--- START ---

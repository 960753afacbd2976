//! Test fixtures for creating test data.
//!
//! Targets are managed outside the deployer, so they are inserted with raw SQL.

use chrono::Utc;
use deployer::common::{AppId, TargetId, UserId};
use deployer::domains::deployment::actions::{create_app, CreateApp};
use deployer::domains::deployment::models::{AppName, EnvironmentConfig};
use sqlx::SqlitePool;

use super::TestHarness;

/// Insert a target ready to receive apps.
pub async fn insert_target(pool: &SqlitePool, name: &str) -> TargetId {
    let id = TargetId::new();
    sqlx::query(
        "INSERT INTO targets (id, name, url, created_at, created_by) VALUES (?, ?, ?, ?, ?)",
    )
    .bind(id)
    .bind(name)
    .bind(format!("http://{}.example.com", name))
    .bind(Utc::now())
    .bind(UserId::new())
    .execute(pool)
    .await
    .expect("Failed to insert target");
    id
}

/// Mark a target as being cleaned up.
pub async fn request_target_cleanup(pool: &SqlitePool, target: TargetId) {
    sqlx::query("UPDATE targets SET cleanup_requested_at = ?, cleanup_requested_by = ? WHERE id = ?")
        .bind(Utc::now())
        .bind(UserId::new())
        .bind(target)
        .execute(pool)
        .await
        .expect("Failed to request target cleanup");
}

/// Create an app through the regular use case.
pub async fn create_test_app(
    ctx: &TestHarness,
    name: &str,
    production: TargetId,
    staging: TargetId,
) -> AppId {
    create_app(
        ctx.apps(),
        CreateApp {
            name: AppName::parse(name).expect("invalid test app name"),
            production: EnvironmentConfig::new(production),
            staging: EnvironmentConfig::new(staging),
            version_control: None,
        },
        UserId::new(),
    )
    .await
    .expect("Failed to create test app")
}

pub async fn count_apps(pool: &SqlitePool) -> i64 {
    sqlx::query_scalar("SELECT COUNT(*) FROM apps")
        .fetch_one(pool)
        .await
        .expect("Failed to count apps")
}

--- END ---
--- START ---

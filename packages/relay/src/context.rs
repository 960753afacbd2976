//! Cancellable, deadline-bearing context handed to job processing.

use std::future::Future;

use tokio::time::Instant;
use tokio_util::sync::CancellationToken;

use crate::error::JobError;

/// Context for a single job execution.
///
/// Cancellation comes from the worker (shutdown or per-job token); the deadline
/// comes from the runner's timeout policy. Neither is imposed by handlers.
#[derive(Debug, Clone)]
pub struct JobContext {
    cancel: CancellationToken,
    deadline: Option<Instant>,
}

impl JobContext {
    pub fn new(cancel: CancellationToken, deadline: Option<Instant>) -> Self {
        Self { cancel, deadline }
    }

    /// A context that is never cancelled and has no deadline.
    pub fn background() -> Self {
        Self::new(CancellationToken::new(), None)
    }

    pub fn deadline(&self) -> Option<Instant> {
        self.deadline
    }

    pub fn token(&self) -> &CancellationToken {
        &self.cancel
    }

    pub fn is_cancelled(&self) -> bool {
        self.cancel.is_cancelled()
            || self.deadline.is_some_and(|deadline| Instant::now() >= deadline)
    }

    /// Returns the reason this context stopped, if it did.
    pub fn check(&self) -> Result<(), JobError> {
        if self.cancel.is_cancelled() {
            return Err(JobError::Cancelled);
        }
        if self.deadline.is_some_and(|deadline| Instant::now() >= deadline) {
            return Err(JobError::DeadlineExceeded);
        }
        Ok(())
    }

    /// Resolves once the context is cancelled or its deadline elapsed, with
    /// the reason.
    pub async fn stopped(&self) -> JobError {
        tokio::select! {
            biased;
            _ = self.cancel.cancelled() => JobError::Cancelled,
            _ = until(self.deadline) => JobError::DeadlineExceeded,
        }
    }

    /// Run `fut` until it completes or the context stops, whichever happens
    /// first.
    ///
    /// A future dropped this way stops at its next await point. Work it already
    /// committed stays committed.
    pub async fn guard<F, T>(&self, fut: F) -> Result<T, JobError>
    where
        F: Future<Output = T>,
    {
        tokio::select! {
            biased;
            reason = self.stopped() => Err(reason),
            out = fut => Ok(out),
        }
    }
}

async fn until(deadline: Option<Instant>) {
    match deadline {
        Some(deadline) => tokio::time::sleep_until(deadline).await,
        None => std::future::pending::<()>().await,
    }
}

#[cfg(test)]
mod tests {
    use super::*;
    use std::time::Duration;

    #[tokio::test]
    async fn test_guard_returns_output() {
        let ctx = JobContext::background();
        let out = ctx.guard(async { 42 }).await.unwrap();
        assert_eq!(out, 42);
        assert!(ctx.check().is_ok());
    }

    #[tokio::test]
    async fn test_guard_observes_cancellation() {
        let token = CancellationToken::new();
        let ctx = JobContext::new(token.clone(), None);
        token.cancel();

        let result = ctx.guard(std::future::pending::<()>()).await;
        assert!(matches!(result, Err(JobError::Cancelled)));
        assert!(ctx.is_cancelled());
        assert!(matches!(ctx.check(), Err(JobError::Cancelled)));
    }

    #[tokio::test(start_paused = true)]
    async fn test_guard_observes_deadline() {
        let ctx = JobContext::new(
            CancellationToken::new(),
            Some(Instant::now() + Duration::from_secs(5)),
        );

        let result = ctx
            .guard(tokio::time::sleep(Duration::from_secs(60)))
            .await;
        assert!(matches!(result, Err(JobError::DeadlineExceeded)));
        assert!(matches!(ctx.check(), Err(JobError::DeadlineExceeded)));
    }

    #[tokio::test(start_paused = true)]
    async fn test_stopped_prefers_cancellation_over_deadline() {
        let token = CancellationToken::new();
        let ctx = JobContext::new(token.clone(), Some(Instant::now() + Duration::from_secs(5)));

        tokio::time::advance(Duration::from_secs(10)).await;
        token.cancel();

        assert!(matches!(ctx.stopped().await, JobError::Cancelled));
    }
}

--- END ---
--- START ---

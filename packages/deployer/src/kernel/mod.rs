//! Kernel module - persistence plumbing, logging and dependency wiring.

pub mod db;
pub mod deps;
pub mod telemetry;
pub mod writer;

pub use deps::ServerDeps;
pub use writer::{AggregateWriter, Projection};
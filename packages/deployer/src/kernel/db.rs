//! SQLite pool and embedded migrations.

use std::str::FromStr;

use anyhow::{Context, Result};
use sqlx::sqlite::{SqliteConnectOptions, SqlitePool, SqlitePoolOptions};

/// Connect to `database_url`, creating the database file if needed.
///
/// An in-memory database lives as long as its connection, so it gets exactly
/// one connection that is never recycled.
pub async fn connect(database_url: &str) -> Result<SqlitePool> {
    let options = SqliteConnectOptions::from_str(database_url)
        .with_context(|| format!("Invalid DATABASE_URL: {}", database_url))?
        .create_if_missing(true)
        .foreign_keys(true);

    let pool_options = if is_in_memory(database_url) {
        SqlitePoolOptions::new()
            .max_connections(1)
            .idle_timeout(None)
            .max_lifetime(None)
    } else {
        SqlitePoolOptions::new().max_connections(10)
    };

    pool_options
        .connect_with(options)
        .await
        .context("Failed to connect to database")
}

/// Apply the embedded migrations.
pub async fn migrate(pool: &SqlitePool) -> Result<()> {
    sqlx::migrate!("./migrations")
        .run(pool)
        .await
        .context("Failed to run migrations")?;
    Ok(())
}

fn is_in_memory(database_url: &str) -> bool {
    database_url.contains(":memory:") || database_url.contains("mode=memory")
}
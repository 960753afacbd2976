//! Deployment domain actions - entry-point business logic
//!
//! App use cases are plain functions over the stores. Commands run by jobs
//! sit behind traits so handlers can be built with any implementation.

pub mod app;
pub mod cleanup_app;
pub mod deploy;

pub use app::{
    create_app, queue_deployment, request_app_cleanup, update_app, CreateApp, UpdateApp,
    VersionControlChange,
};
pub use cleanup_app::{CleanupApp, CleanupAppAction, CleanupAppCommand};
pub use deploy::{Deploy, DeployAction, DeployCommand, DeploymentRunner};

--- END ---

Would you copy out exactly the lines above that start at the one containing "pub fn deadline(&self)" and end at the one containing "out = fut =>", inclusive?

    pub fn deadline(&self) -> Option<Instant> {
        self.deadline
    }

    pub fn token(&self) -> &CancellationToken {
        &self.cancel
    }

    pub fn is_cancelled(&self) -> bool {
        self.cancel.is_cancelled()
            || self.deadline.is_some_and(|deadline| Instant::now() >= deadline)
    }

    /// Returns the reason this context stopped, if it did.
    pub fn check(&self) -> Result<(), JobError> {
        if self.cancel.is_cancelled() {
            return Err(JobError::Cancelled);
        }
        if self.deadline.is_some_and(|deadline| Instant::now() >= deadline) {
            return Err(JobError::DeadlineExceeded);
        }
        Ok(())
    }

    /// Resolves once the context is cancelled or its deadline elapsed, with
    /// the reason.
    pub async fn stopped(&self) -> JobError {
        tokio::select! {
            biased;
            _ = self.cancel.cancelled() => JobError::Cancelled,
            _ = until(self.deadline) => JobError::DeadlineExceeded,
        }
    }

    /// Run `fut` until it completes or the context stops, whichever happens
    /// first.
    ///
    /// A future dropped this way stops at its next await point. Work it already
    /// committed stays committed.
    pub async fn guard<F, T>(&self, fut: F) -> Result<T, JobError>
    where
        F: Future<Output = T>,
    {
        tokio::select! {
            biased;
            reason = self.stopped() => Err(reason),
            out = fut => Ok(out),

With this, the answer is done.